Dataset entries -
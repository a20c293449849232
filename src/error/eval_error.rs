#[derive(Debug, Clone, PartialEq, Eq)]
/// Represents all errors that can occur while evaluating a token sequence.
pub enum EvalError {
    /// A token appeared where the grammar allows none of its kind.
    UnexpectedToken {
        /// The source text of the token, empty for the end of input.
        token:    String,
        /// Zero-based character offset of the token.
        position: usize,
    },
    /// An opening `(` was not closed, or a `)` closed nothing.
    UnmatchedParen {
        /// The token found where the parenthesis should have matched.
        token:    String,
        /// Zero-based character offset of the token.
        position: usize,
    },
    /// The right operand of `/` evaluated to zero.
    DivisionByZero {
        /// Character offset of the `/` operator.
        position: usize,
    },
    /// A digit run does not fit into the integer type.
    MalformedNumber {
        /// The digits as written in the source.
        text:     String,
        /// Zero-based character offset of the literal.
        position: usize,
    },
    /// Arithmetic overflowed the integer type.
    Overflow {
        /// Character offset of the operator that overflowed.
        position: usize,
    },
}

/// Renders token text for messages; the end marker has no text of its own.
fn describe(token: &str) -> String {
    if token.is_empty() { "end of input".to_string() } else { format!("'{token}'") }
}

impl std::fmt::Display for EvalError {
    fn fmt(&self, f: &mut std::fmt::Formatter<'_>) -> std::fmt::Result {
        match self {
            Self::UnexpectedToken { token, position } => {
                write!(f, "Error at position {position}: Unexpected token {}.", describe(token))
            },
            Self::UnmatchedParen { token, position } => write!(f,
                                                               "Error at position {position}: Unmatched parenthesis, found {}.",
                                                               describe(token)),
            Self::DivisionByZero { position } => {
                write!(f, "Error at position {position}: Division by zero.")
            },
            Self::MalformedNumber { text, position } => {
                write!(f, "Error at position {position}: Literal {text} is too large.")
            },
            Self::Overflow { position } => write!(f,
                                                  "Error at position {position}: Integer overflow while trying to compute result."),
        }
    }
}

impl std::error::Error for EvalError {}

Work instruction -
In the entries above, some lines hold the string "overflowed". Copy each of them.

Solution to this task -
    /// Arithmetic overflowed the integer type.
        /// Character offset of the operator that overflowed.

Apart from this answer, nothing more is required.